This week, we published the second instalment of ‘Our Days’, an online chronicle of our regional heritage. After seeing our magnificent Lincoln Red herd on BBC Countryfile, Phil Needham of Boston very kindly shared some fascinating family memories with us.

Eric Pentecost of Cropwell Butler near Nottingham is generally credited with the polling of the Lincoln Red between the late 1930s and the mid-1950s. What is less well known is the part played by Phil Needham’s dad, John Needham, and his uncle, Roland Tinkler, in this historic process. You can find out more via our ‘My Days’ page.

 

John Needham & South Ormsby's Lincoln Reds

Thanks to the readers who voted in last week’s Buff-off. They’re clearly expert chicken-pickers as hen #3 came out on top in both the Buff-off and the Virtual Poultry Show Winter Fest. She placed 1st in her category, with hen #2 as runner-up. Alas, hen #1 didn’t place, but we’re sure her day will come.

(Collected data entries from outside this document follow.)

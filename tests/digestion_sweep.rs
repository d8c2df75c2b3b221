use lipidsol::prelude::sweep::*;
use lipidsol::*;

#[test]
fn reference_rate_example() {
    let model = IntestinalDigestion::default();
    let rate = model.rate(0.0, 0.0, 3.86e-5, 50.0);
    assert!(rate.is_finite() && rate > 0.0);
}

#[test]
fn sweep_has_square_shape_and_is_deterministic() {
    let model = IntestinalDigestion::default();
    let config = SweepConfig::default().with_blocksize(5);

    let first = run_sweep(&model, &config).unwrap();
    let second = run_sweep(&model, &config).unwrap();

    assert_eq!(first.values().dim(), (5, 5));
    assert_eq!(first.c_oil().len(), 5);
    assert_eq!(first.d0().len(), 5);
    assert_eq!(first.values(), second.values());
    assert!(first.values().iter().all(|v| v.is_finite()));
}

#[test]
fn fatty_acid_fraction_does_not_depend_on_oil() {
    // Droplet count and ceiling both scale with c_oil, so c_FA / c_oil only
    // depends on the droplet diameter.
    let model = IntestinalDigestion::default();
    let result = run_sweep(&model, &SweepConfig::default().with_blocksize(4)).unwrap();
    let values = result.values();
    for j in 0..values.ncols() {
        let reference = values[[0, j]] / result.c_oil()[0];
        for i in 1..values.nrows() {
            let fraction = values[[i, j]] / result.c_oil()[i];
            assert!(
                (fraction - reference).abs() <= 1e-3 * reference,
                "row {i}, col {j}: {fraction} vs {reference}"
            );
        }
    }
}

#[test]
fn sweep_config_from_json() {
    let config: SweepConfig = serde_json::from_str(
        r#"{
            "blocksize": 3,
            "d0": { "start": 1e-4, "stop": 2e-4 },
            "metric": "PeakValue",
            "failure_policy": "Abort"
        }"#,
    )
    .unwrap();
    assert_eq!(config.blocksize, 3);
    assert_eq!(config.d0, ParameterAxis::new(1e-4, 2e-4));
    assert_eq!(config.c_oil, ParameterAxis::new(1.0, 100.0));
    assert_eq!(config.metric, SweepMetric::PeakValue);
    assert_eq!(config.failure_policy, FailurePolicy::Abort);

    let result = run_sweep(&IntestinalDigestion::default(), &config).unwrap();
    assert_eq!(result.values().dim(), (3, 3));
}

#[test]
fn contour_figure_labels() {
    let model = IntestinalDigestion::default();
    let result = run_sweep(&model, &SweepConfig::default().with_blocksize(2)).unwrap();
    let figure = result.contour_figure().unwrap();
    assert_eq!(figure.x_label(), "c_oil (mM)");
    assert_eq!(figure.y_label(), "D0 (cm)");
    assert_eq!(figure.colorbar_label(), "Fatty Acid Concentration (mM)");
    assert_eq!(figure.x_axis(), result.c_oil().to_vec());
    assert_eq!(figure.y_axis(), result.d0().to_vec());
}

Our Buffs did very well across the board in the Virtual Poultry Show Winter Fest, netting us a good handful of rosettes:

  • 1st in LF2 Lincolnshire Buff Hen & Best of Breed
  • 1st in LF6 Lincolnshire Buff Pair & Reserve Best of Breed
  • 1st in LF4 Lincolnshire Buff Pullet & Best Opposite
  • 1st in LF3 Lincolnshire Buff Cockerel & Best of Breed
  • 2nd in LF2 Lincolnshire Buff Hen
  • 2nd in LF3 Lincolnshire Buff Cockerel
  • 5th in LF1 Lincolnshire Buff Cock

With five ‘best of breed’ winners, there’ll be no talking to our flock soon.

buffs & rosettes

On the subject of competitions, if you know a budding young artist aged 16 years or under, we need their skills. We’d love them to design a sign for our new community garden and post it in the comments section of the competition post – pinned to the top of our Facebook page – by 31st January. Our favourite submission will become the official sign for the garden and will be proudly displayed in South Ormsby.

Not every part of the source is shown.